:: PROBLEM DESCRIPTION ::
For each line of the listing that holds "changed", show the full line.

:: SUPPLIED ENTRIES ::
>>>>>
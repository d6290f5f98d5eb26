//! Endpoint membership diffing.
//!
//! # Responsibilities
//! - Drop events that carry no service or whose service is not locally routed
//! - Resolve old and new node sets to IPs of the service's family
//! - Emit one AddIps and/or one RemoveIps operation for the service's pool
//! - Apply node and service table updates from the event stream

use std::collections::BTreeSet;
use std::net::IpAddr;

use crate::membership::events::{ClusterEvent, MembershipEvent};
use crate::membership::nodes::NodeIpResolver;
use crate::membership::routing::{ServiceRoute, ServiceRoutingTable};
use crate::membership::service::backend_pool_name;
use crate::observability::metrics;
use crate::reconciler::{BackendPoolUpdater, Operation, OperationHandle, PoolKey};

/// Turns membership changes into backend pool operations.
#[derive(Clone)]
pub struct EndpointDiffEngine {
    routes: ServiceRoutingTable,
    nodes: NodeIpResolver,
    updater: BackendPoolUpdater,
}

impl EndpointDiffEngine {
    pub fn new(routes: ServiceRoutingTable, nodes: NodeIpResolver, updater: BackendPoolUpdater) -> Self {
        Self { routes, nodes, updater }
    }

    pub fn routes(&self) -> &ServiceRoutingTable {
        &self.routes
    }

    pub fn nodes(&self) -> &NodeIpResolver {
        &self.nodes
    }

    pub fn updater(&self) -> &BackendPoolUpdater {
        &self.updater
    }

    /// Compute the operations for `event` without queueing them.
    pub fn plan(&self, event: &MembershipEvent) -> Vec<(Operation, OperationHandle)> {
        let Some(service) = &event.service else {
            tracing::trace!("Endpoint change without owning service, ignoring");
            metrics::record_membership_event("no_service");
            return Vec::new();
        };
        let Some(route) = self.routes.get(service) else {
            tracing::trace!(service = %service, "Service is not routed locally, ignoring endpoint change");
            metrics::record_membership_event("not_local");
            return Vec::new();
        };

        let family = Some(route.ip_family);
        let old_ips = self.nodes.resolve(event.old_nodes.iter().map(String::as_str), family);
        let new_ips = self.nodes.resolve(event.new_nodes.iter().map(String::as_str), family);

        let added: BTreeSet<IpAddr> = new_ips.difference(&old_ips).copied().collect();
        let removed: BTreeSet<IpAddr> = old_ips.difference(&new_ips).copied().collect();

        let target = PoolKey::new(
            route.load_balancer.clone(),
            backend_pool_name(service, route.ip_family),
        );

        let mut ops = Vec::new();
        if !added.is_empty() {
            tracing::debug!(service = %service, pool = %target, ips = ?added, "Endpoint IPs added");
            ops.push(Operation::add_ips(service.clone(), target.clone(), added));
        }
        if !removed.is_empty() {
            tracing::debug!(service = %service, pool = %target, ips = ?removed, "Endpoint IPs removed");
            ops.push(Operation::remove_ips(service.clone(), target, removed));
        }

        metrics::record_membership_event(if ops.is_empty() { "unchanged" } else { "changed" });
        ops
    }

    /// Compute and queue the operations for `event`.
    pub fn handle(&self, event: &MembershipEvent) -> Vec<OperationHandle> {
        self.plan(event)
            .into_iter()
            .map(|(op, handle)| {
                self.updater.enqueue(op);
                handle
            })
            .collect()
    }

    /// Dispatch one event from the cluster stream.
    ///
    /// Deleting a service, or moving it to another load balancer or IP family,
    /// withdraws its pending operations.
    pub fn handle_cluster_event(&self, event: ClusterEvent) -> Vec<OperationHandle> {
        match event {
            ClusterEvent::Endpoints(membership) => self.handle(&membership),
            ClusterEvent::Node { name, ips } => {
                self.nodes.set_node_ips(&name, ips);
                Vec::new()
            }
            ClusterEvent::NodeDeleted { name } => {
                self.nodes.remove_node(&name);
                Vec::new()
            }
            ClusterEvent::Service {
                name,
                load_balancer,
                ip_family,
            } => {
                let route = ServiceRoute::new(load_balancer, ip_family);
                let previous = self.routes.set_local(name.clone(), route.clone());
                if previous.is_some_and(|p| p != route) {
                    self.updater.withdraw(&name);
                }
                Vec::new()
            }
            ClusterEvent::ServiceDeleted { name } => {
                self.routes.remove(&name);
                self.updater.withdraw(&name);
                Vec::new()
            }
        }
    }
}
<<<<<
>>>>>
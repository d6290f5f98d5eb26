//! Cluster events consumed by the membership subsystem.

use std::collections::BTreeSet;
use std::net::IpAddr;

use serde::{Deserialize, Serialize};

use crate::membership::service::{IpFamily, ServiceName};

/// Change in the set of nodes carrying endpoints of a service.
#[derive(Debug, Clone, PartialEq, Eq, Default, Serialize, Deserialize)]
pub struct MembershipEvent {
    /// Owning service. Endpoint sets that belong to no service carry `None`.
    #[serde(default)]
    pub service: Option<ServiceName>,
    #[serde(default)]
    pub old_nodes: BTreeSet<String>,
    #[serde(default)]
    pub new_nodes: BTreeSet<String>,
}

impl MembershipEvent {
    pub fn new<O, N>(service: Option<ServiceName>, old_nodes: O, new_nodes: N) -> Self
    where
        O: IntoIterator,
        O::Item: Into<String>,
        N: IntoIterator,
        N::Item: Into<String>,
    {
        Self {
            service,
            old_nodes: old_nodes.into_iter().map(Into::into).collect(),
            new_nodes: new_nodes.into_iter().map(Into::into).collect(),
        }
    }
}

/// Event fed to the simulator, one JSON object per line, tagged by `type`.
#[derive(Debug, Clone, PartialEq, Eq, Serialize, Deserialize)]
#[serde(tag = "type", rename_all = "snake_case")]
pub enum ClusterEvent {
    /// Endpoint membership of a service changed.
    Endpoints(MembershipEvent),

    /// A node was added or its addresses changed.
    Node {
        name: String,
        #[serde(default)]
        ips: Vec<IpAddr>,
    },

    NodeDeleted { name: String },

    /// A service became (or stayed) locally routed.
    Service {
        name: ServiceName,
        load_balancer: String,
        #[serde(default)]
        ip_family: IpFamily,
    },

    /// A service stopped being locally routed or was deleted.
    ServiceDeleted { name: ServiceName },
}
<<<<<
:: SOLVED PROBLEM ::
        metrics::record_membership_event(if ops.is_empty() { "unchanged" } else { "changed" });
    /// Endpoint membership of a service changed.
    /// A node was added or its addresses changed.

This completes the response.